Toko-toko di Hawara ditutup karena takut akan serangan balas dendam oleh pemukim “Israel”, dan terjadi gangguan setelah personel IDF dikerahkan di jalanan.
Saat fajar pada Senin (20/3), IDF menyerbu beberapa kota dan desa di Provinsi Jenin, dan mengintensifkan serbuan mereka di sekitar Nablus di Tepi Barat utara.
Polisi “Israel” menangkap beberapa aktivis Palestina di Yerusalem Timur – beberapa hari sebelum dimulainya Ramadhan.
Muin Al-Dumaidi, walikota Hawara, mengatakan kepada Arab News bahwa pasukan “Israel” dikerahkan di dalam kota dan di atap rumah, mencegah pemilik toko membuka toko mereka.
“Penutupan kota akan menghancurkan ekonomi Hawara dan mengusir pemilik toko di sepanjang jalan utama menjelang Ramadhan, sementara perdagangan merupakan mata pencaharian utama penduduk kota,” kata Al-Dumaidi.
Dia mengatakan penutupan itu bertujuan untuk memfasilitasi pergerakan pemukim “Israel” yang melewati kota itu agar tidak terhalang oleh kemacetan lalu lintas.

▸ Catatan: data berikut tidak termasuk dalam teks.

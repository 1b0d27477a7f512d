//! Application configuration loaded from environment variables.

/// Saga configuration with sensible defaults.
///
/// Reads from environment variables:
/// - `TABLE_NAME` — inventory table name, also the sub-collection
///   key under batch-get responses (default: `"DB Inventario"`)
/// - `EVENT_BUS_NAME` — bus for downstream events (default: `"default"`)
/// - `RUST_LOG` — tracing filter directive (default: `"info"`)
#[derive(Debug, Clone)]
pub struct Config {
    pub table_name: String,
    pub event_bus: String,
    pub log_level: String,
}

impl Config {
    /// Loads configuration from environment variables, falling back to defaults.
    pub fn from_env() -> Self {
        Self {
            table_name: std::env::var("TABLE_NAME")
                .unwrap_or_else(|_| "DB Inventario".to_string()),
            event_bus: std::env::var("EVENT_BUS_NAME").unwrap_or_else(|_| "default".to_string()),
            log_level: std::env::var("RUST_LOG").unwrap_or_else(|_| "info".to_string()),
        }
    }
}

impl Default for Config {
    fn default() -> Self {
        Self {
            table_name: "DB Inventario".to_string(),
            event_bus: "default".to_string(),
            log_level: "info".to_string(),
        }
    }
}
use async_trait::async_trait;

use crate::key::StoreKey;
use crate::record::StockRecord;
use crate::Result;

/// Predicate guarding a conditional write.
///
/// Models "the record exists and its available quantity is at least
/// `min_available` at write time" — the store-side compare-and-swap
/// that makes single-record reservation safe under concurrency.
#[derive(Debug, Clone, PartialEq)]
pub struct ReserveGuard {
    /// The attribute holding available quantity for this batch.
    pub available_field: String,
    /// Minimum available quantity required for the write to apply.
    pub min_available: f64,
}

impl ReserveGuard {
    /// Requires `field >= qty` on the current record.
    pub fn at_least(field: impl Into<String>, qty: f64) -> Self {
        Self {
            available_field: field.into(),
            min_available: qty,
        }
    }
}

/// Signed adjustment of a record's quantity attributes.
///
/// A reservation decrements available and increments reserved; its
/// rollback is the mirror image. A missing reserved attribute is
/// treated as 0 before the adjustment is applied.
#[derive(Debug, Clone, PartialEq)]
pub struct QuantityDelta {
    /// The attribute holding available quantity.
    pub available_field: String,
    /// The attribute holding reserved quantity.
    pub reserved_field: String,
    /// Amount added to the available attribute (negative to reserve).
    pub available_by: f64,
    /// Amount added to the reserved attribute.
    pub reserved_by: f64,
}

impl QuantityDelta {
    /// Delta that reserves `qty`: available -= qty, reserved += qty.
    pub fn reserve(available_field: &str, reserved_field: &str, qty: f64) -> Self {
        Self {
            available_field: available_field.to_string(),
            reserved_field: reserved_field.to_string(),
            available_by: -qty,
            reserved_by: qty,
        }
    }

    /// Delta that releases `qty`: available += qty, reserved -= qty.
    /// The reversing write of [`QuantityDelta::reserve`].
    pub fn release(available_field: &str, reserved_field: &str, qty: f64) -> Self {
        Self {
            available_field: available_field.to_string(),
            reserved_field: reserved_field.to_string(),
            available_by: qty,
            reserved_by: -qty,
        }
    }

    /// Applies the delta to a record in place.
    ///
    /// Shared by store implementations so the write semantics
    /// (missing reserved defaults to 0) stay uniform.
    pub fn apply_to(&self, record: &mut StockRecord) {
        let available = record.number(&self.available_field).unwrap_or(0.0);
        let reserved = record.number(&self.reserved_field).unwrap_or(0.0);
        record.set_number(&self.available_field, available + self.available_by);
        record.set_number(&self.reserved_field, reserved + self.reserved_by);
    }
}

/// Core trait for stock store implementations.
///
/// The store offers no multi-record transaction; the only atomicity
/// primitive is the single-record conditional update. All
/// implementations must be thread-safe (Send + Sync).
#[async_trait]
pub trait StockStore: Send + Sync {
    /// Fetches the records addressed by `keys`.
    ///
    /// Missing keys are skipped, batch-get style; the result may be
    /// shorter than the input.
    async fn get_by_keys(&self, keys: &[StoreKey]) -> Result<Vec<StockRecord>>;

    /// Applies `delta` to the record at `key` only if `guard` holds
    /// at write time.
    ///
    /// Returns the post-write record. Fails with
    /// [`StoreError::ConditionFailed`] when the record is missing or
    /// the guard predicate does not hold.
    async fn conditional_update(
        &self,
        key: &StoreKey,
        guard: &ReserveGuard,
        delta: &QuantityDelta,
    ) -> Result<StockRecord>;

    /// Applies `delta` to the record at `key` unconditionally.
    ///
    /// Used for compensating writes, which must not be blocked by
    /// the reservation predicate.
    async fn update(&self, key: &StoreKey, delta: &QuantityDelta) -> Result<StockRecord>;
}

/// Checks a guard against a record's current state.
pub(crate) fn guard_holds(guard: &ReserveGuard, record: &StockRecord) -> bool {
    record
        .number(&guard.available_field)
        .is_some_and(|available| available >= guard.min_available)
}

#[cfg(test)]
mod tests {
    use super::*;
    use serde_json::json;

    fn record(value: serde_json::Value) -> StockRecord {
        StockRecord::new(value.as_object().unwrap().clone())
    }

    #[test]
    fn reserve_delta_moves_quantity_between_fields() {
        let mut rec = record(json!({"stock": 10, "reserved": 1}));
        QuantityDelta::reserve("stock", "reserved", 4.0).apply_to(&mut rec);
        assert_eq!(rec.number("stock"), Some(6.0));
        assert_eq!(rec.number("reserved"), Some(5.0));
    }

    #[test]
    fn missing_reserved_defaults_to_zero() {
        let mut rec = record(json!({"stock": 10}));
        QuantityDelta::reserve("stock", "reserved", 4.0).apply_to(&mut rec);
        assert_eq!(rec.number("reserved"), Some(4.0));
    }

    #[test]
    fn release_reverses_reserve() {
        let mut rec = record(json!({"stock": 10, "reserved": 0}));
        QuantityDelta::reserve("stock", "reserved", 4.0).apply_to(&mut rec);
        QuantityDelta::release("stock", "reserved", 4.0).apply_to(&mut rec);
        assert_eq!(rec.number("stock"), Some(10.0));
        assert_eq!(rec.number("reserved"), Some(0.0));
    }

    #[test]
    fn guard_requires_field_present_and_sufficient() {
        let guard = ReserveGuard::at_least("stock", 4.0);
        assert!(guard_holds(&guard, &record(json!({"stock": 10}))));
        assert!(guard_holds(&guard, &record(json!({"stock": 4}))));
        assert!(!guard_holds(&guard, &record(json!({"stock": 3}))));
        assert!(!guard_holds(&guard, &record(json!({"reserved": 10}))));
    }
}
//! Inventory reservation saga.
//!
//! Given a batch of requested item/quantity pairs and a snapshot of
//! current stock records, the saga decrements available quantity and
//! increments reserved quantity per record through conditional writes.
//! The store has no multi-item transaction, so all-or-nothing
//! semantics are approximated: if any item in the batch cannot be
//! reserved, every update already applied for the batch is reversed
//! best-effort.
//!
//! Flow per invocation:
//! 1. Normalize the input envelope into requests and stock records.
//! 2. Resolve the quantity attribute names from a sample record.
//! 3. Reserve items one at a time with conditional writes.
//! 4. On any per-item failure, roll back the applied updates.
//! 5. Report the per-item outcomes and overall batch verdict.

pub mod config;
pub mod coordinator;
pub mod envelope;
pub mod error;
pub mod fields;
pub mod handler;
pub mod outcome;
pub mod publisher;
pub mod telemetry;

pub use config::Config;
pub use coordinator::{AppliedUpdate, ReservationSaga};
pub use envelope::{ReservationRequest, extract_requested_items, extract_stock_records};
pub use error::SagaError;
pub use fields::QuantityFields;
pub use handler::ReservationHandler;
pub use outcome::{BatchResult, ItemStatus, ReservationOutcome, reason};
pub use publisher::{EventPublisher, InMemoryEventPublisher, PublishedEvent};
use thiserror::Error;

use crate::attr::AttrDecodeError;
use crate::key::StoreKey;

/// Errors that can occur when interacting with the stock store.
#[derive(Debug, Error)]
pub enum StoreError {
    /// The conditional-write predicate did not hold at write time:
    /// the record is missing or its available quantity dropped below
    /// the requested amount since the snapshot was read.
    #[error("conditional check failed for record [{0}]")]
    ConditionFailed(StoreKey),

    /// The record addressed by an unconditional update does not exist.
    #[error("record not found: [{0}]")]
    RecordNotFound(StoreKey),

    /// The store could not serve the request (throttling, permission,
    /// transient transport failure). Callers are expected to retry
    /// the whole invocation.
    #[error("store unavailable: {0}")]
    Unavailable(String),

    /// A typed attribute value failed to decode.
    #[error("attribute decode error: {0}")]
    Decode(#[from] AttrDecodeError),

    /// A serialization/deserialization error occurred.
    #[error("serialization error: {0}")]
    Serialization(#[from] serde_json::Error),
}

impl StoreError {
    /// True for errors that are per-record domain outcomes rather
    /// than infrastructure failures.
    pub fn is_condition_failure(&self) -> bool {
        matches!(self, StoreError::ConditionFailed(_))
    }
}

/// Result type for stock store operations.
pub type Result<T> = std::result::Result<T, StoreError>;
//! Cache Module
//!
//! Provides the in-memory cache with lazily reclaimed TTL expiration.

mod item;
mod stats;
mod store;


// Re-export public types
pub use item::Item;
pub use stats::CacheStats;
pub use store::Cache;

“Pemilik toko terus menelepon saya, menanyakan kapan kami akan diizinkan membukanya kembali, dan saya tidak punya jawaban,” kata Al-Dumaidi.
Pada 26 Februari, pemukim “Israel” membakar lebih dari 40 rumah dan lebih dari 50 kendaraan di kota itu.
Elisha Yared, juru bicara politisi “Israel”, Limor Son Har Melech, menyerukan agar kota Hawara di Palestina dihancurkan.
“Habisi Hawara sekarang, tanpa permintaan maaf dan keraguan … Selama kami tidak memahami ini, pembunuhan (warga Israel) akan terus berlanjut di jalanan,” tulis Yared di Twitter sebagai tanggapan atas serangan Hawara.
Sementara itu, para pemukim menyerang warga Palestina di berbagai bagian Tepi Barat, seperti Jericho, Ramallah, dan Nablus, menghancurkan jendela kendaraan mereka dan menyerang mereka tanpa intervensi dari IDF atau polisi.
Mereka menggeledah beberapa toko di Kota Tua Hebron, dan menyayat ban kendaraan serta menuliskan slogan-slogan rasis di dinding rumah di Salfit. Sebelumnya pada hari itu, pemukim menghancurkan jendela beberapa mobil di pintu masuk desa Beitin, sebelah timur Ramallah.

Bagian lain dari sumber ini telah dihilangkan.